* YOUR ASSIGNMENT: Output every record precisely.

* SOURCE DATA:
######

//! # Utility Functions
//!
//! Small helpers shared by the runner and the CLI: dependency checks and
//! clock access.

use crate::error::{HydraError, Result};
use std::process::Command;

/// Check that the hydra binary is reachable
///
/// Returns an external tool error carrying installation hints when the
/// binary is missing. Nothing is installed automatically.
pub fn check_dependencies(hydra_path: &str) -> Result<()> {
    if check_binary_in_path(hydra_path) {
        return Ok(());
    }

    Err(HydraError::external_tool(
        "dependency_check",
        format!(
            "Missing required tool:\n  {} (THC-Hydra network login cracker)\n\nInstall with:\n  sudo apt install hydra  # Debian/Ubuntu\n  sudo pacman -S hydra  # Arch\n  brew install hydra  # macOS\n\n  # Or build from source:\n  git clone https://github.com/vanhauser-thc/thc-hydra.git\n  cd thc-hydra && ./configure && make && sudo make install",
            hydra_path
        ),
    ))
}

/// Check if a binary exists in the system PATH
///
/// Paths containing a separator are checked directly on disk.
pub fn check_binary_in_path(bin: &str) -> bool {
    if bin.contains(std::path::MAIN_SEPARATOR) {
        return std::path::Path::new(bin).is_file();
    }

    match Command::new("which").arg(bin).output() {
        Ok(out) => out.status.success(),
        Err(_) => false,
    }
}

/// Current time as fractional seconds since the Unix epoch
pub fn epoch_seconds() -> f64 {
    chrono::Utc::now().timestamp_millis() as f64 / 1000.0
}

#[cfg(test)]
mod tests {
    use super::*;

    #[test]
    fn test_missing_binary() {
        assert!(!check_binary_in_path("definitely_not_a_real_command_12345"));
        assert!(check_dependencies("definitely_not_a_real_command_12345").is_err());
    }

    #[test]
    fn test_epoch_seconds_is_recent() {
        // 2020-01-01T00:00:00Z
        assert!(epoch_seconds() > 1_577_836_800.0);
    }
}
//! # Error Handling
//!
//! Error types for rusthydra operations. Attack execution itself never
//! returns these to the caller (every failure becomes a terminal
//! [`AttackResult`](crate::models::AttackResult)); they cover the fallible
//! edges around it: configuration, validation of CLI input, result
//! persistence and logging setup.
//!
//! ## Example
//!
//! ```rust
//! use rusthydra::error::{HydraError, Result};
//!
//! fn validate_tasks(tasks: u32) -> Result<u32> {
//!     if tasks == 0 {
//!         return Err(HydraError::validation("Task count must be greater than 0"));
//!     }
//!     Ok(tasks)
//! }
//!
//! assert!(validate_tasks(0).is_err());
//! ```

use std::io;

/// Error conditions raised around attack execution
#[derive(Debug, thiserror::Error)]
pub enum HydraError {
    #[error("Configuration error: {0}")]
    Config(String),

    #[error("External tool error: {tool} failed with {message}")]
    ExternalTool { tool: String, message: String },

    #[error("Validation error: {0}")]
    Validation(String),

    #[error("Parsing error: {0}")]
    Parse(String),

    #[error("IO error: {0}")]
    Io(#[from] io::Error),

    #[error("Timeout error: operation timed out after {duration_ms}ms")]
    Timeout { duration_ms: u64 },
}

impl HydraError {
    /// Create a new configuration error
    pub fn config(msg: impl Into<String>) -> Self {
        Self::Config(msg.into())
    }

    /// Create a new external tool error
    pub fn external_tool(tool: impl Into<String>, message: impl Into<String>) -> Self {
        Self::ExternalTool {
            tool: tool.into(),
            message: message.into(),
        }
    }

    /// Create a new validation error
    pub fn validation(msg: impl Into<String>) -> Self {
        Self::Validation(msg.into())
    }

    /// Create a new parsing error
    pub fn parse(msg: impl Into<String>) -> Self {
        Self::Parse(msg.into())
    }

    /// Create a new timeout error
    pub fn timeout(duration_ms: u64) -> Self {
        Self::Timeout { duration_ms }
    }
}

/// Result type alias for rusthydra operations
pub type Result<T> = std::result::Result<T, HydraError>;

######

* ANSWER:
//! # Utility Functions
//!
//! Small helpers shared by the runner and the CLI: dependency checks and
//! clock access.

use crate::error::{HydraError, Result};
use std::process::Command;

/// Check that the hydra binary is reachable
///
/// Returns an external tool error carrying installation hints when the
/// binary is missing. Nothing is installed automatically.
pub fn check_dependencies(hydra_path: &str) -> Result<()> {
    if check_binary_in_path(hydra_path) {
        return Ok(());
    }

    Err(HydraError::external_tool(
        "dependency_check",
        format!(
            "Missing required tool:\n  {} (THC-Hydra network login cracker)\n\nInstall with:\n  sudo apt install hydra  # Debian/Ubuntu\n  sudo pacman -S hydra  # Arch\n  brew install hydra  # macOS\n\n  # Or build from source:\n  git clone https://github.com/vanhauser-thc/thc-hydra.git\n  cd thc-hydra && ./configure && make && sudo make install",
            hydra_path
        ),
    ))
}

/// Check if a binary exists in the system PATH
///
/// Paths containing a separator are checked directly on disk.
pub fn check_binary_in_path(bin: &str) -> bool {
    if bin.contains(std::path::MAIN_SEPARATOR) {
        return std::path::Path::new(bin).is_file();
    }

    match Command::new("which").arg(bin).output() {
        Ok(out) => out.status.success(),
        Err(_) => false,
    }
}

/// Current time as fractional seconds since the Unix epoch
pub fn epoch_seconds() -> f64 {
    chrono::Utc::now().timestamp_millis() as f64 / 1000.0
}

#[cfg(test)]
mod tests {
    use super::*;

    #[test]
    fn test_missing_binary() {
        assert!(!check_binary_in_path("definitely_not_a_real_command_12345"));
        assert!(check_dependencies("definitely_not_a_real_command_12345").is_err());
    }

    #[test]
    fn test_epoch_seconds_is_recent() {
        // 2020-01-01T00:00:00Z
        assert!(epoch_seconds() > 1_577_836_800.0);
    }
}
//! # Error Handling
//!
//! Error types for rusthydra operations. Attack execution itself never
//! returns these to the caller (every failure becomes a terminal
//! [`AttackResult`](crate::models::AttackResult)); they cover the fallible
//! edges around it: configuration, validation of CLI input, result
//! persistence and logging setup.
//!
//! ## Example
//!
//! ```rust
//! use rusthydra::error::{HydraError, Result};
//!
//! fn validate_tasks(tasks: u32) -> Result<u32> {
//!     if tasks == 0 {
//!         return Err(HydraError::validation("Task count must be greater than 0"));
//!     }
//!     Ok(tasks)
//! }
//!
//! assert!(validate_tasks(0).is_err());
//! ```

use std::io;

/// Error conditions raised around attack execution
#[derive(Debug, thiserror::Error)]
pub enum HydraError {
    #[error("Configuration error: {0}")]
    Config(String),

    #[error("External tool error: {tool} failed with {message}")]
    ExternalTool { tool: String, message: String },

    #[error("Validation error: {0}")]
    Validation(String),

    #[error("Parsing error: {0}")]
    Parse(String),

    #[error("IO error: {0}")]
    Io(#[from] io::Error),

    #[error("Timeout error: operation timed out after {duration_ms}ms")]
    Timeout { duration_ms: u64 },
}

impl HydraError {
    /// Create a new configuration error
    pub fn config(msg: impl Into<String>) -> Self {
        Self::Config(msg.into())
    }

    /// Create a new external tool error
    pub fn external_tool(tool: impl Into<String>, message: impl Into<String>) -> Self {
        Self::ExternalTool {
            tool: tool.into(),
            message: message.into(),
        }
    }

    /// Create a new validation error
    pub fn validation(msg: impl Into<String>) -> Self {
        Self::Validation(msg.into())
    }

    /// Create a new parsing error
    pub fn parse(msg: impl Into<String>) -> Self {
        Self::Parse(msg.into())
    }

    /// Create a new timeout error
    pub fn timeout(duration_ms: u64) -> Self {
        Self::Timeout { duration_ms }
    }
}

/// Result type alias for rusthydra operations
pub type Result<T> = std::result::Result<T, HydraError>;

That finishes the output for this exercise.